We created pseudobulk expression (L. Lun, Bach, and Marioni 2016) for the cells in a cluster for each donor such that the pseudobulk matrix had one row for each gene and one column for each cluster from each patient. We normalized the pseudobulk counts to log2CPM as described in the previous section. Then we use limma::lmFit() to test for differential gene expression with the log2CPM pseudobulk matrix (Ritchie et al. 2015). We also use presto::wilcoxauc() to compute the area under receiver operator curve (AUROC or AUC) for the log2CPM value of each gene as a predictor of the cluster membership for each cluster (Korsunsky, Nathan, et al. 2019). " thanks best wishes J.

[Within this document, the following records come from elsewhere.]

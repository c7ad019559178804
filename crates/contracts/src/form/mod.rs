//! Form state owned by the entry page: field values, the confirmation area
//! and the submit control.

mod error;
mod field;

pub use error::SubmitError;
pub use field::{FieldKind, FormField};

use serde::{Deserialize, Serialize};

pub const DEFAULT_CONFIRMATION: &str = "Submitted!";

#[derive(Debug, Clone, PartialEq, Eq, Default, Serialize, Deserialize)]
#[serde(tag = "state", content = "reason", rename_all = "lowercase")]
pub enum SubmissionStatus {
    #[default]
    Idle,
    Pending,
    Submitted,
    Failed(String),
}

#[derive(Debug, Clone, PartialEq, Eq)]
pub struct FormState {
    fields: Vec<FormField>,
    confirmation: String,
    submit_enabled: bool,
    status: SubmissionStatus,
}

impl FormState {
    pub fn new(fields: Vec<FormField>) -> Self {
        Self {
            fields,
            confirmation: String::new(),
            submit_enabled: true,
            status: SubmissionStatus::Idle,
        }
    }

    pub fn fields(&self) -> &[FormField] {
        &self.fields
    }

    pub fn field(&self, name: &str) -> Option<&FormField> {
        self.fields.iter().find(|f| f.name == name)
    }

    /// Current value of `name`, empty when the field does not exist
    pub fn value(&self, name: &str) -> &str {
        self.field(name).map(|f| f.value.as_str()).unwrap_or("")
    }

    pub fn is_checked(&self, name: &str) -> bool {
        self.field(name).map(|f| f.checked).unwrap_or(false)
    }

    /// Returns false when there is no field called `name`.
    pub fn set_value(&mut self, name: &str, value: impl Into<String>) -> bool {
        match self.fields.iter_mut().find(|f| f.name == name) {
            Some(field) => {
                field.value = value.into();
                true
            }
            None => false,
        }
    }

    pub fn set_checked(&mut self, name: &str, checked: bool) -> bool {
        match self.fields.iter_mut().find(|f| f.name == name) {
            Some(field) => {
                field.checked = checked;
                true
            }
            None => false,
        }
    }

    pub fn confirmation(&self) -> &str {
        &self.confirmation
    }

    pub fn submit_enabled(&self) -> bool {
        self.submit_enabled
    }

    pub fn status(&self) -> &SubmissionStatus {
        &self.status
    }

    /// `application/x-www-form-urlencoded` body in field order.
    ///
    /// Buttons are skipped, unchecked checkboxes and radios are skipped,
    /// hidden fields are sent.
    pub fn serialize(&self) -> String {
        self.fields
            .iter()
            .filter_map(|f| f.submitted_value().map(|v| (f.name.as_str(), v)))
            .map(|(name, value)| {
                format!(
                    "{}={}",
                    encode_component(name),
                    encode_component(value)
                )
            })
            .collect::<Vec<_>>()
            .join("&")
    }

    /// Empties every input except buttons and hidden fields.
    pub fn clear(&mut self) {
        for field in &mut self.fields {
            field.clear();
        }
    }

    /// Moves the form to `Pending` and returns the request body.
    pub fn begin_submit(&mut self) -> Result<String, SubmitError> {
        match self.status {
            SubmissionStatus::Pending => return Err(SubmitError::InFlight),
            SubmissionStatus::Submitted => return Err(SubmitError::AlreadySubmitted),
            SubmissionStatus::Idle | SubmissionStatus::Failed(_) => {}
        }
        self.status = SubmissionStatus::Pending;
        self.submit_enabled = false;
        self.confirmation.clear();
        Ok(self.serialize())
    }

    /// Clears the inputs, shows `confirmation` and keeps the submit control
    /// disabled for good.
    pub fn mark_submitted(&mut self, confirmation: &str) {
        self.clear();
        self.confirmation = confirmation.to_string();
        self.submit_enabled = false;
        self.status = SubmissionStatus::Submitted;
    }

    /// Leaves the inputs untouched and re-enables the submit control.
    pub fn mark_failed(&mut self, error: &SubmitError) {
        self.confirmation = format!("Submission failed: {}", error);
        self.submit_enabled = true;
        self.status = SubmissionStatus::Failed(error.to_string());
    }
}

/// Percent-encodes a name or value the way browsers serialize forms: line
/// breaks become CRLF and spaces become `+`.
fn encode_component(raw: &str) -> String {
    let normalized = raw
        .replace("\r\n", "\n")
        .replace('\r', "\n")
        .replace('\n', "\r\n");
    urlencoding::encode(&normalized).replace("%20", "+")
}

#[cfg(test)]
mod tests {
    use super::*;

    fn entry_form() -> FormState {
        FormState::new(vec![
            FormField::new("amount", FieldKind::Number).with_value("10"),
            FormField::new("category", FieldKind::Select).with_value("Food"),
            FormField::new("note", FieldKind::Text),
            FormField::new("recurring", FieldKind::Checkbox),
            FormField::new("source", FieldKind::Hidden).with_value("web"),
            FormField::new("submit", FieldKind::Submit).with_value("Submit"),
        ])
    }

    #[test]
    fn test_serialize_skips_buttons_and_unchecked() {
        let form = entry_form();
        assert_eq!(
            form.serialize(),
            "amount=10&category=Food&note=&source=web"
        );
    }

    #[test]
    fn test_serialize_includes_checked_box_and_encodes() {
        let mut form = entry_form();
        form.set_checked("recurring", true);
        form.set_value("note", "Eating Out & more");
        assert_eq!(
            form.serialize(),
            "amount=10&category=Food&note=Eating+Out+%26+more&recurring=on&source=web"
        );
    }

    #[test]
    fn test_serialize_line_breaks_as_crlf() {
        let mut form = entry_form();
        form.set_value("note", "Eating Out\nx");
        assert!(form.serialize().contains("&note=Eating+Out%0D%0Ax&"));

        form.set_value("note", "a\r\nb\rc");
        assert!(form.serialize().contains("&note=a%0D%0Ab%0D%0Ac&"));
    }

    #[test]
    fn test_serialize_keeps_literal_percent_sequences() {
        let mut form = entry_form();
        form.set_value("note", "100%20 off");
        assert!(form.serialize().contains("&note=100%2520+off&"));
    }

    #[test]
    fn test_status_json_shape() {
        assert_eq!(
            serde_json::to_value(SubmissionStatus::Pending).ok(),
            Some(serde_json::json!({ "state": "pending" }))
        );
        assert_eq!(
            serde_json::to_value(SubmissionStatus::Failed("timeout".into())).ok(),
            Some(serde_json::json!({ "state": "failed", "reason": "timeout" }))
        );
    }

    #[test]
    fn test_serialize_two_fields() {
        let form = FormState::new(vec![
            FormField::new("amount", FieldKind::Text).with_value("10"),
            FormField::new("category", FieldKind::Select).with_value("Food"),
        ]);
        assert_eq!(form.serialize(), "amount=10&category=Food");
    }

    #[test]
    fn test_clear_keeps_buttons_and_hidden() {
        let mut form = entry_form();
        form.set_checked("recurring", true);
        form.clear();

        assert_eq!(form.value("amount"), "");
        assert_eq!(form.value("category"), "");
        assert!(!form.is_checked("recurring"));
        assert_eq!(form.value("source"), "web");
        assert_eq!(form.value("submit"), "Submit");
    }

    #[test]
    fn test_set_value_on_missing_field() {
        let mut form = entry_form();
        assert!(!form.set_value("missing", "x"));
        assert_eq!(form.value("missing"), "");
    }

    #[test]
    fn test_submit_success_is_one_shot() {
        let mut form = entry_form();
        let body = form.begin_submit();
        assert_eq!(body, Ok("amount=10&category=Food&note=&source=web".to_string()));
        assert_eq!(form.status(), &SubmissionStatus::Pending);
        assert!(!form.submit_enabled());

        form.mark_submitted(DEFAULT_CONFIRMATION);
        assert_eq!(form.confirmation(), "Submitted!");
        assert!(!form.submit_enabled());
        assert_eq!(form.value("amount"), "");
        assert_eq!(form.begin_submit(), Err(SubmitError::AlreadySubmitted));
    }

    #[test]
    fn test_second_submit_while_pending_is_rejected() {
        let mut form = entry_form();
        assert!(form.begin_submit().is_ok());
        assert_eq!(form.begin_submit(), Err(SubmitError::InFlight));
    }

    #[test]
    fn test_failure_keeps_fields_and_reenables() {
        let mut form = entry_form();
        assert!(form.begin_submit().is_ok());
        form.mark_failed(&SubmitError::Status(500));

        assert_eq!(form.value("amount"), "10");
        assert!(form.submit_enabled());
        assert_eq!(
            form.status(),
            &SubmissionStatus::Failed("Server responded with status 500".to_string())
        );
        assert_eq!(
            form.confirmation(),
            "Submission failed: Server responded with status 500"
        );

        // Retry after failure is allowed.
        assert!(form.begin_submit().is_ok());
        assert_eq!(form.confirmation(), "");
    }
}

jiangzh-coder commented 1 year ago

How can i assign cell subtype to cluster defined by this pseudobulk matrix with logCPM value, after subset major celltypes defined by this pseudobulk matrix? Could i use markers expression profile in different clusters to redefine cell subtypes? thanks lot! best wishes,jiang

stemangiola commented 1 year ago

if data is already pseudobulk object from scRNAseq data with logCPM value, how can i change it back to a seurat object with counts value? Can i still use above method to turn data back to a seurat object?

Unfortunately, both cell aggregation (pseudobulk) and scaling (CPM) delete information from the data. So it is not possible to go back.

How can i assign cell subtype to cluster defined by this pseudobulk matrix with logCPM value, after subset major celltypes defined by this pseudobulk matrix? Could i use markers expression profile in different clusters to redefine cell subtypes? thanks lot! best wishes,jiang

You could use cibersort on the cell-type clusters to define the most likely cell type. Have a look to tidybulk README about deconvolution.